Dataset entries
————

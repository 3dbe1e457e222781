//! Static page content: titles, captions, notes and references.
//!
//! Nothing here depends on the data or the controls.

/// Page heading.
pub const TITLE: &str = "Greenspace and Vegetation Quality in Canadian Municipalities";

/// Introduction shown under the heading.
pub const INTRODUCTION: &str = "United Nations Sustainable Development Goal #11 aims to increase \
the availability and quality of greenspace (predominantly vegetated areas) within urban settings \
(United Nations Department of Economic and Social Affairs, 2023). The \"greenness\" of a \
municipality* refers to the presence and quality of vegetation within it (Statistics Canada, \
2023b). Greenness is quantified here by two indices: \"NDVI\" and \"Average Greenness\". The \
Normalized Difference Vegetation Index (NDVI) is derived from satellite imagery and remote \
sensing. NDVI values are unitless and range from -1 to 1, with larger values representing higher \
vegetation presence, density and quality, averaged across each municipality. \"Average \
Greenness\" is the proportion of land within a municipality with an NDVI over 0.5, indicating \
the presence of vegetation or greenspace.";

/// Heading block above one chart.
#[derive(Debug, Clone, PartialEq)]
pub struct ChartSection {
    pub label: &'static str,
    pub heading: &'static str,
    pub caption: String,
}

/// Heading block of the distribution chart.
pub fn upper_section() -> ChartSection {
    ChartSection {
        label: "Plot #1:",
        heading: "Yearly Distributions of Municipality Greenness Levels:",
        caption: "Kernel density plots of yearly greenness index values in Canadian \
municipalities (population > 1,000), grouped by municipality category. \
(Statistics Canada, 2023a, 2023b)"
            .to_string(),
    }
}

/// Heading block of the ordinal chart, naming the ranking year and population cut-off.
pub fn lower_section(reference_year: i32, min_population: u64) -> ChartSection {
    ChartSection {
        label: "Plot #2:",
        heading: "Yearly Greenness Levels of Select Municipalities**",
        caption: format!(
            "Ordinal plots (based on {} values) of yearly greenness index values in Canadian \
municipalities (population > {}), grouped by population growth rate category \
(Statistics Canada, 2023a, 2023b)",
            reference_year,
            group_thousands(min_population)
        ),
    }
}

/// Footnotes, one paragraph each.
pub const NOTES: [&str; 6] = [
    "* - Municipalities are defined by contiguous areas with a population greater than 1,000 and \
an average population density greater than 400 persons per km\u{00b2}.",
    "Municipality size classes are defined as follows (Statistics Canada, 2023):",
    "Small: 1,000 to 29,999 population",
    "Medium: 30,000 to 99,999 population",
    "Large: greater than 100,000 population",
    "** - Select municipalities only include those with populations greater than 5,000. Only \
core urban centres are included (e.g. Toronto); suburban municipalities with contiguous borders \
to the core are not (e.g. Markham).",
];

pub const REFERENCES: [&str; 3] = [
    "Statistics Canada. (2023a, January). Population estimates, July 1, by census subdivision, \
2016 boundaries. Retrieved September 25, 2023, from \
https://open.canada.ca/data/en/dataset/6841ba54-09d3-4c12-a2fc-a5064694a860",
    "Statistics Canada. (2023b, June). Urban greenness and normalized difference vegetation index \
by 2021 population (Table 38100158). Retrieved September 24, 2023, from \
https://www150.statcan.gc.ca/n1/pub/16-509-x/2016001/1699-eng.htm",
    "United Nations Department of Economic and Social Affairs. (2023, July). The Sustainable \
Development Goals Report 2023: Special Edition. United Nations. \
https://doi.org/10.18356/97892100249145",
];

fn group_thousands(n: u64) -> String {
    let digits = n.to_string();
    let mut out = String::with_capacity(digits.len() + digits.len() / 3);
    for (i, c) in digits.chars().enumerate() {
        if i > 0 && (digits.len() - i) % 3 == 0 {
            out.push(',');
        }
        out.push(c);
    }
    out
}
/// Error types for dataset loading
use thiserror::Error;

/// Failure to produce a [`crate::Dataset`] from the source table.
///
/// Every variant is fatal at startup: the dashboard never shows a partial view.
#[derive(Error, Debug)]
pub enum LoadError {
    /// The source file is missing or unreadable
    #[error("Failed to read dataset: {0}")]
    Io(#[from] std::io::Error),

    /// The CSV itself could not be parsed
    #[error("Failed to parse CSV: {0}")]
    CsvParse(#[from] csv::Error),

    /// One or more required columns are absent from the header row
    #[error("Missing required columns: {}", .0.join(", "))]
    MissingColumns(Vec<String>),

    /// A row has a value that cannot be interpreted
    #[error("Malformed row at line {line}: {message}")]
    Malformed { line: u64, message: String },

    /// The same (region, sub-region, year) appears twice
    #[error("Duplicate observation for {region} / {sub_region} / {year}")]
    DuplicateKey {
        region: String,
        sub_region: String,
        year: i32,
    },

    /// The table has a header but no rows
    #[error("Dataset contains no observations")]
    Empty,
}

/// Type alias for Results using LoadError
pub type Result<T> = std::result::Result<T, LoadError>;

————

> **YOUR GOAL**: From the data above, copy each line that holds "Economic".

> **RESPONSE TO THIS TASK**:
(United Nations Department of Economic and Social Affairs, 2023). The \"greenness\" of a \
    "United Nations Department of Economic and Social Affairs. (2023, July). The Sustainable \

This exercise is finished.